Six Ways to Work With Ancestors

Six Ways to Work With Ancestors

Ancestor's Altar

Creating an altar to honor your ancestors is a meaningful way to revere your family lineage and stay connected to loved ones who have crossed over, not just at Samhain, but all through the year. This altar won’t give away your secret if you aren’t out as a witch, either. Choose photos of your passed loved ones, put them in coordinating frames and arrange the photos on a mantle, shelf or side table.

Ancestor Altar
Ancestor Altar

If you’re really short on space, or prefer a minimalist decorating style, slip your ancestors’ photos into an album. A crafty witch might consider a scrapbook type album, where items like birth certificates, marriage licenses, and especially letters, postcards, notes and even recipe cards can be included. Anything with an ancestor’s handwriting can serve as a direct connection to their energy. Open the album to any page to work with a specific ancestor. Or hold the album in your hands to connect with whichever ancestor wishes to come forth. 

Whether you display photos individually or in an album, add candles, personal artifacts, and an offering dish to your altar. A vase for flowers in season, or a green plant, adds a nice touch, but more than that, tending to the living element is symbolic of tending to your dead.

My ancestors’ altar includes my grandmother’s rosary, my fathers watch, a gold pin my mother wore, a handful of coins from my grandparents’ homelands and other small trinkets with special meaning.

Soul Supper

A soul supper is another way to honor your ancestors through planning, cooking and serving a meal of traditional foods from your heritage. Or, mix it up, making all the favorites of your deceased family members, dedicating each course to a loved one, or a cultural branch of your family tree.

Soul Supper

First, decide what you’ll make. A simple appetizer my mother frequently served was a refreshing pear salad that can go with any meal. My ancestors are Balkan and Croatian on my father’s side, and French Canadian on my mother’s. Each tradition has an iconic dish featuring pork, and while I’m not going to roast a suckling pig over an open pit or bake a pork tourtiere, a slow roasted pork loin will serve nicely to honor both sides of my family. Sweet, red, table wine to replicate my grandfather’s home brew has to be on the table, along with a loaf of crusty bread, that I’m told my grandmother made without measuring ingredients. For dessert my brother and father’s favorite chocolate chip date cake with a scoop of vanilla ice cream. 

While you plan your meal, write your shopping list, select ingredients and finally prepare all the dishes, recall memories of the people you are honoring and stories your parents or grandparents told you of relatives you never knew. Bring their photos, or your ancestor album into the kitchen with you.

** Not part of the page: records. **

//! Collection registry endpoints.

use std::sync::Arc;

use animetoken_core::ApiError;
use animetoken_storage::feed::{ChangeOp, RowChange};
use animetoken_storage::models::{Collection, CollectionPatch, NewCollection};
use animetoken_storage::repos;
use animetoken_wallet as wallet;
use axum::Json;
use axum::extract::{Path, State};
use chrono::Utc;
use rust_decimal::Decimal;
use serde::{Deserialize, Serialize};
use serde_json::json;
use uuid::Uuid;

use crate::response::{ApiResponse, respond};
use crate::state::AppState;

/// A collection row plus its computed listing eligibility.
#[derive(Serialize)]
pub struct CollectionView {
    #[serde(flatten)]
    pub collection: Collection,
    pub is_listed: bool,
}

impl From<Collection> for CollectionView {
    fn from(collection: Collection) -> Self {
        let is_listed = collection.is_listable();
        Self { collection, is_listed }
    }
}

#[derive(Deserialize)]
pub struct CreateCollectionRequest {
    pub creator_wallet: String,
    pub name: String,
    #[serde(default)]
    pub description: String,
    #[serde(default)]
    pub category: String,
    #[serde(default)]
    pub image_url: String,
    #[serde(default)]
    pub mint_price: Decimal,
    #[serde(default)]
    pub royalty_percentage: Decimal,
    pub max_supply: i32,
    #[serde(default = "default_true")]
    pub is_active: bool,
    #[serde(default)]
    pub is_live: bool,
}

fn default_true() -> bool {
    true
}

/// POST /api/v1/collections
pub async fn create_collection(
    State(state): State<Arc<AppState>>,
    Json(req): Json<CreateCollectionRequest>,
) -> Json<ApiResponse<CollectionView>> {
    respond(create_collection_inner(&state, req).await)
}

async fn create_collection_inner(
    state: &AppState,
    req: CreateCollectionRequest,
) -> Result<CollectionView, ApiError> {
    if req.name.trim().is_empty() || req.name.chars().count() > 100 {
        return Err(ApiError::Validation("name must be 1-100 characters".into()));
    }
    if req.max_supply <= 0 {
        return Err(ApiError::Validation("max_supply must be positive".into()));
    }
    if req.mint_price < Decimal::ZERO {
        return Err(ApiError::Validation("mint_price cannot be negative".into()));
    }
    if req.royalty_percentage < Decimal::ZERO || req.royalty_percentage > Decimal::from(100) {
        return Err(ApiError::Validation("royalty_percentage must be 0-100".into()));
    }

    let collection = repos::insert_collection(
        &state.pool,
        &NewCollection {
            id: Uuid::new_v4(),
            creator_wallet: req.creator_wallet.clone(),
            name: req.name,
            description: req.description,
            category: req.category,
            image_url: req.image_url,
            mint_price: req.mint_price,
            royalty_percentage: req.royalty_percentage,
            max_supply: req.max_supply,
            is_active: req.is_active,
            is_live: req.is_live,
        },
    )
    .await
    .map_err(ApiError::internal)?;

    state.feed.publish(RowChange {
        table: "collections",
        op: ChangeOp::Insert,
        wallet: req.creator_wallet,
        data: json!({ "id": collection.id, "name": collection.name }),
    });

    Ok(collection.into())
}

/// GET /api/v1/collections/:id
pub async fn get_collection(
    State(state): State<Arc<AppState>>,
    Path(id): Path<Uuid>,
) -> Json<ApiResponse<CollectionView>> {
    respond(
        async {
            repos::get_collection(&state.pool, id)
                .await
                .map_err(ApiError::internal)?
                .map(CollectionView::from)
                .ok_or_else(|| ApiError::NotFound(format!("collection {id}")))
        }
        .await,
    )
}

#[derive(Deserialize)]
pub struct UpdateCollectionRequest {
    pub wallet_address: String,
    #[serde(flatten)]
    pub patch: CollectionPatch,
}

/// PATCH /api/v1/collections/:id — creator only; absent fields are kept.
pub async fn update_collection(
    State(state): State<Arc<AppState>>,
    Path(id): Path<Uuid>,
    Json(req): Json<UpdateCollectionRequest>,
) -> Json<ApiResponse<CollectionView>> {
    respond(update_collection_inner(&state, id, req).await)
}

async fn update_collection_inner(
    state: &AppState,
    id: Uuid,
    req: UpdateCollectionRequest,
) -> Result<CollectionView, ApiError> {
    let existing = repos::get_collection(&state.pool, id)
        .await
        .map_err(ApiError::internal)?
        .ok_or_else(|| ApiError::NotFound(format!("collection {id}")))?;

    if existing.creator_wallet != req.wallet_address {
        return Err(ApiError::Ownership("collection belongs to another wallet".into()));
    }

    if let Some(royalty) = req.patch.royalty_percentage {
        if royalty < Decimal::ZERO || royalty > Decimal::from(100) {
            return Err(ApiError::Validation("royalty_percentage must be 0-100".into()));
        }
    }
    if let Some(price) = req.patch.mint_price {
        if price < Decimal::ZERO {
            return Err(ApiError::Validation("mint_price cannot be negative".into()));
        }
    }

    let updated = repos::update_collection(&state.pool, id, &req.patch)
        .await
        .map_err(ApiError::internal)?
        .ok_or_else(|| ApiError::NotFound(format!("collection {id}")))?;

    state.feed.publish(RowChange {
        table: "collections",
        op: ChangeOp::Update,
        wallet: req.wallet_address,
        data: json!({ "id": updated.id }),
    });

    Ok(updated.into())
}

#[derive(Deserialize)]
pub struct DeleteCollectionRequest {
    pub wallet_address: String,
    pub signature: String,
    pub message: String,
}

/// DELETE /api/v1/collections/:id — creator only, signed request.
pub async fn delete_collection(
    State(state): State<Arc<AppState>>,
    Path(id): Path<Uuid>,
    Json(req): Json<DeleteCollectionRequest>,
) -> Json<ApiResponse<serde_json::Value>> {
    respond(delete_collection_inner(&state, id, req).await)
}

async fn delete_collection_inner(
    state: &AppState,
    id: Uuid,
    req: DeleteCollectionRequest,
) -> Result<serde_json::Value, ApiError> {
    let existing = repos::get_collection(&state.pool, id)
        .await
        .map_err(ApiError::internal)?
        .ok_or_else(|| ApiError::NotFound(format!("collection {id}")))?;

    if existing.creator_wallet != req.wallet_address {
        return Err(ApiError::Ownership("collection belongs to another wallet".into()));
    }

    let timestamp = wallet::extract_timestamp(&req.message)?;
    wallet::check_freshness(timestamp, Utc::now().timestamp_millis(), wallet::LINK_FRESHNESS)?;
    wallet::verify_signature(&req.wallet_address, &req.message, &req.signature)?;

    repos::delete_collection(&state.pool, id)
        .await
        .map_err(ApiError::internal)?;

    tracing::info!(collection_id = %id, wallet = %req.wallet_address, "collection deleted");

    state.feed.publish(RowChange {
        table: "collections",
        op: ChangeOp::Delete,
        wallet: req.wallet_address,
        data: json!({ "id": id }),
    });

    Ok(json!({ "deleted": true }))
}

When you serve your soul supper, set an empty place and light a candle to guide your ancestors to the table, that is if they haven’t already been led there by the aroma of all their favorite foods. Offer a simple invocation that honors your passed loved ones before partaking of the meal. If you wish, fill the plate you set for them, and pour a glass of wine (or other beverage). When you’ve finished eating, bury their portion and bless their eternal soul.

Let The Music Play

If you’ve lost loved ones from this life, there is likely a song that reminds you of them the instant you hear the first note. Maybe there’s more than one song for some of your loved ones. The melody and lyrics make you cry or smile, but there’s no doubt of the instant connection across time and the realms, so much so that we believe it is our loved one sending us a message.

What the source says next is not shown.